Maryna com um cartaz  a denunciar o ”inferno” do cativeiro do filho.
Maryna com um cartaz a denunciar o ”inferno” do cativeiro do filho.DR

Ao fim de quase três meses sem notícias do filho, Maryna conseguiu regressar à sua aldeia. “Perguntei por ele a todos os transeuntes, amigos e desconhecidos, aos militares russos. Uma mulher que vivia não muito longe da minha casa, viu o meu filho ser levado pelos militares russos.” Não só o viu, como ele fez questão de lhe dizer o nome e apelido. A mãe de Ivan começou então uma campanha sem quartel junto das autoridades russas. Meio ano depois recebeu uma carta do Ministério da Defesa da Rússia. Ivan Zabavskyi fora detido por resistir à “operação militar especial” e, apesar de não informar sobre a sua localização, dizia que o seu estado de saúde era “satisfatório”.

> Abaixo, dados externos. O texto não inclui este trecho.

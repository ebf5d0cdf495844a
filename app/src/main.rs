use std::env;
use std::fs;
use std::io;
use std::path::PathBuf;
use std::sync::Arc;

use repdash_adapters::credentials::KeyringVault;
use repdash_adapters::http::{HttpReportingApi, HttpSetupError};
use repdash_adapters::mock::MockReportingApi;
use repdash_core::api::SharedApi;
use repdash_core::cache::{default_cache_path, CacheError, CacheWriter, FileCache};
use repdash_core::config::{config_dir, AppConfig, ConfigError};
use repdash_core::connection_manager::ConnectionManager;
use repdash_core::credentials::{MemoryVault, SharedVault};
use repdash_core::dashboard::DashboardComposer;
use repdash_core::health::HealthMonitor;
use repdash_core::history::HistoryCoordinator;
use repdash_core::identity::ApiMode;
use repdash_core::notices::notice_channel;
use repdash_core::optimistic::CancellationToken;
use repdash_core::query_builder::QueryBuilder;
use repdash_core::reports::ReportRunner;
use repdash_core::schema::SchemaLoader;
use repdash_core::store::{AppStore, SharedStore, StoreSnapshot};
use repdash_tui::{Services, TuiError};
use thiserror::Error;
use tracing_appender::non_blocking::WorkerGuard;
use tracing_subscriber::EnvFilter;

const LOG_FILE_PREFIX: &str = "repdash.log";

#[derive(Debug, Error)]
enum AppError {
    #[error(transparent)]
    Config(#[from] ConfigError),
    #[error(transparent)]
    Cache(#[from] CacheError),
    #[error(transparent)]
    Http(#[from] HttpSetupError),
    #[error("failed to start async runtime: {0}")]
    Runtime(#[source] io::Error),
    #[error("failed to set up logging: {0}")]
    Logging(String),
    #[error(transparent)]
    Tui(#[from] TuiError),
}

fn init_tracing(config: &AppConfig) -> Result<WorkerGuard, AppError> {
    let log_dir = config_dir()?.join("logs");
    fs::create_dir_all(&log_dir).map_err(|error| AppError::Logging(error.to_string()))?;
    let appender = tracing_appender::rolling::daily(log_dir, LOG_FILE_PREFIX);
    let (writer, guard) = tracing_appender::non_blocking(appender);

    let filter =
        EnvFilter::try_from_default_env().unwrap_or_else(|_| EnvFilter::new(&config.log_level));
    tracing_subscriber::fmt()
        .with_env_filter(filter)
        .with_writer(writer)
        .with_ansi(false)
        .try_init()
        .map_err(|error| AppError::Logging(error.to_string()))?;
    Ok(guard)
}

fn build_api(config: &AppConfig) -> Result<SharedApi, AppError> {
    match config.api_mode() {
        ApiMode::Mock => Ok(Arc::new(MockReportingApi::seeded())),
        ApiMode::Live => Ok(Arc::new(HttpReportingApi::new(&config.api_base_url)?)),
    }
}

fn build_vault(config: &AppConfig) -> SharedVault {
    match config.api_mode() {
        ApiMode::Mock => Arc::new(MemoryVault::new()),
        ApiMode::Live => Arc::new(KeyringVault::default()),
    }
}

fn cache_for(config: &AppConfig) -> Result<FileCache, AppError> {
    let path = match &config.cache_path {
        Some(path) => path.clone(),
        None => default_cache_path()?,
    };
    Ok(FileCache::from_path(path))
}

fn run_app(
    config: &AppConfig,
    run_tui: impl FnOnce(Services) -> Result<(), TuiError>,
) -> Result<(), AppError> {
    let mode = config.api_mode();
    let api = build_api(config)?;
    let vault = build_vault(config);

    let cache = cache_for(config)?;
    let snapshot = match cache.read() {
        Ok(snapshot) => snapshot,
        Err(error) => {
            tracing::warn!(%error, "ignoring unreadable cache; starting empty");
            StoreSnapshot::default()
        }
    };
    let mut store = AppStore::new(snapshot);
    store.subscribe(Box::new(CacheWriter::new(cache)));
    let store = SharedStore::new(store);

    let runtime = tokio::runtime::Builder::new_multi_thread()
        .worker_threads(1)
        .thread_name("repdash-worker")
        .enable_all()
        .build()
        .map_err(AppError::Runtime)?;
    // Coordinators spawn timers from the UI thread.
    let _context = runtime.enter();

    let (notifier, notices) = notice_channel();
    let schema = SchemaLoader::new(api.clone(), notifier.clone(), mode, config.schema_ttl());
    let health = HealthMonitor::new(api.clone(), notifier.clone(), config.health_poll_interval());
    let stop = CancellationToken::new();
    let health_task = health.spawn(stop.clone());

    let services = Services {
        runtime: runtime.handle().clone(),
        connections: ConnectionManager::new(
            api.clone(),
            store.clone(),
            vault,
            schema,
            notifier.clone(),
            mode,
            config.name_check_debounce(),
        ),
        reports: ReportRunner::new(api.clone(), store.clone(), notifier.clone(), mode),
        history: HistoryCoordinator::new(api.clone(), notifier.clone(), config.undo_window()),
        query: QueryBuilder::new(api.clone(), store.clone(), notifier.clone(), mode),
        dashboard: DashboardComposer::new(api, store.clone(), notifier, mode),
        store,
        health,
        notices,
        export_dir: env::current_dir().unwrap_or_else(|_| PathBuf::from(".")),
    };

    tracing::info!(?mode, base_url = %config.api_base_url, "starting repdash");
    let result = run_tui(services);
    stop.cancel();
    health_task.abort();
    tracing::info!("repdash stopped");
    result.map_err(AppError::from)
}

fn main() -> Result<(), Box<dyn std::error::Error>> {
    let mut config = AppConfig::load_default()?;
    if cfg!(feature = "mock") {
        config.mock_mode = true;
    }
    let _log_guard = init_tracing(&config)?;
    run_app(&config, repdash_tui::run)?;
    Ok(())
}

#[cfg(test)]
mod tests {
    use std::io;

    use repdash_core::config::AppConfig;
    use repdash_core::identity::ApiMode;
    use tempfile::TempDir;

    use super::{build_api, run_app, AppError};

    fn mock_config(temp_dir: &TempDir) -> AppConfig {
        AppConfig {
            mock_mode: true,
            cache_path: Some(temp_dir.path().join("cache.json")),
            ..AppConfig::default()
        }
    }

    #[test]
    fn run_app_returns_ok_when_tui_runner_succeeds() {
        let temp_dir = TempDir::new().expect("failed to create temp dir");
        let result = run_app(&mock_config(&temp_dir), |services| {
            assert!(services.store.read(|store| store.connections().is_empty()));
            Ok(())
        });
        assert!(result.is_ok());
    }

    #[test]
    fn run_app_propagates_tui_errors() {
        let temp_dir = TempDir::new().expect("failed to create temp dir");
        let result = run_app(&mock_config(&temp_dir), |_| {
            Err(repdash_tui::TuiError::Io(io::Error::other("boom")))
        });
        assert!(matches!(result, Err(AppError::Tui(_))));
    }

    #[test]
    fn corrupt_cache_starts_empty() {
        let temp_dir = TempDir::new().expect("failed to create temp dir");
        let config = mock_config(&temp_dir);
        std::fs::write(temp_dir.path().join("cache.json"), "{not json")
            .expect("failed to write cache");

        let result = run_app(&config, |services| {
            assert!(services.store.read(|store| store.connections().is_empty()));
            Ok(())
        });
        assert!(result.is_ok());
    }

    #[test]
    fn live_mode_rejects_a_bad_base_url() {
        let config = AppConfig {
            api_base_url: "not a url".to_string(),
            ..AppConfig::default()
        };
        assert_eq!(config.api_mode(), ApiMode::Live);
        assert!(matches!(build_api(&config), Err(AppError::Http(_))));
    }
}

No final de julho de 2023, os jornalistas da Mediazona revelaram que Ivan iria ser julgado em São Petersburgo, acusado de espionagem. Durante o julgamento, o ucraniano mostrou não concordar com a alegação russa sobre a sua saúde. Ivan esteve detido nove meses numa prisão secreta em Belgorod, onde era sujeito a interrogatórios e torturas diárias. “Um dia parecia um ano ou uma eternidade. No mínimo, espancavam-me duas vezes por dia, outras vezes três”, contou à juíza nas alegações finais, tendo denunciado ainda o uso de choques elétricos. “Rogo-lhe que tenha em conta o inferno pelo qual passei e que responsabilize aqueles que permitiram que isto acontecesse”, disse à juíza depois de ter assinado um documento em que confessou ter ajudado as tropas ucranianas a localizar as russas. O procurador havia pedido a condenação a 13 anos de prisão; no final de janeiro, Ivan Zabavskyi foi condenado a 11 anos de prisão numa colónia penal.

“Devemos sempre acreditar que os nossos familiares regressarão”, diz Maryna, questionada se tem esperança que o filho que criou sozinha seja libertado antes de cumprir a pena. “O problema - prossegue - é que, em três anos, não foi desenvolvido qualquer mecanismo para fazer regressar os civis do cativeiro. De acordo com a lei, os militares podem ser trocados, mas os civis devem ser simplesmente libertados. Mas sabemos que a Rússia não vai libertar os civis sem mais nem menos. É um beco sem saída!”.

171
Libertados entre os civis, enquanto as 63 trocas de prisioneiros levaram ao regresso a casa de 4381 militares ucranianos.

De acordo com Mykhailo Savva, perito do Centro para as Liberdades Civis, a organização não governamental galardoada com o Prémio Nobel da Paz de 2022, apenas 171 civis ucranianos foram libertados das prisões russas em troca com prisioneiros de guerra russos. Este é um dos poucos números rigorosos sobre as pessoas afetadas pela guerra. “Quem são os civis libertados? As pessoas que foram mantidas numa cave nos território ocupados durante vários dias ou semanas, torturadas, e depois libertadas? São milhares e ninguém sabe exatamente quantas. Detidas sem ordem judicial durante meses ou anos e que depois foram libertadas graças ao trabalho de advogados russos? São várias centenas. Quantas são as crianças que regressaram à Ucrânia? Ninguém sabe quantas regressaram com os pais através de países europeus, mas cerca de 800 crianças que foram levadas pelos russos sem pais ou tutores foram devolvidas”, diz ao DN.

Savva, que é doutorado em Ciência Política, defende uma ação simultânea em três frentes: introduzir um pacote especial de sanções contra os responsáveis pela privação ilegal da liberdade de civis; assegurar que a questão da libertação imediata dos cidadãos seja incluída na agenda das negociações entre os Estados Unidos e a Rússia; e recorrer ao Tribunal Internacional de Justiça (TIJ) para exigir a libertação imediata de civis. “Privar os civis da sua liberdade desta forma é uma forma de tratamento cruel”, considera. “O TIJ tem o direito de exigir que a Rússia liberte todos os civis como medida provisória”, sugere.